# Video Editing Software



## Utahgreenhead (Apr 28, 2009)

So I am new to this go pro stuff. Is there a simple editing software that everyone uses for their go pro footage?


----------



## DallanC (Jan 13, 2009)

Always amazes me how I start researching something and someone else posts nearly the same thing. Last night I started looking into different video software, specifically I was looking for something to "smooth out" jerky hand held video.
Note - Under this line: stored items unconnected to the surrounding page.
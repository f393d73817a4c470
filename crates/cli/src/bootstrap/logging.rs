use devdns_domain::Config;
use tracing::info;
use tracing_subscriber::EnvFilter;

/// `RUST_LOG` takes precedence over the configured level.
pub fn init_logging(config: &Config) {
    let filter = EnvFilter::try_from_default_env()
        .or_else(|_| EnvFilter::try_new(&config.logging.level))
        .unwrap_or_else(|_| EnvFilter::new("info"));

    tracing_subscriber::fmt()
        .with_env_filter(filter)
        .with_target(true)
        .with_thread_ids(false)
        .with_level(true)
        .with_ansi(true)
        .init();

    info!("Logging initialized at level: {}", config.logging.level);
}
I decided to buy something good in the next little bit.

So far, in my research I'm down to AVS video editor and Cyberlink PowerDirector

http://www.avs4you.com/
http://www.cyberlink.com/products/powerdirector-ultra/features_en_US.html?&r=1

There are more expensive softwares out there but for consumer grade stuff, this is the best for the price.

I installed AVS last night and played around with it, seemed decent, did some misc editing and saved out movies. Going to try PowderDirector tonight if I get time.

Ironically... I got the best performance fixing the video shake by using the free virtualdub and a special filter. Virtualdub sucks for overall editing though.

-DallanC


----------



## svmoose (Feb 28, 2008)

The gopro software is simple and easy -- depends what you need to do with it.


----------



## Bax* (Dec 14, 2008)

I am a Mac guy so I'll chime in -

All the Mac computers come with iMovie which will allow you to edit movies, add music, transition from scene to scene, add text, and more.

However, I have also used Adobe Premiere and LOVED it. It can be expensive though because you need a monthly membership nowadays, but I'd strongly recommend it.

http://www.adobe.com/products/premiere.html


----------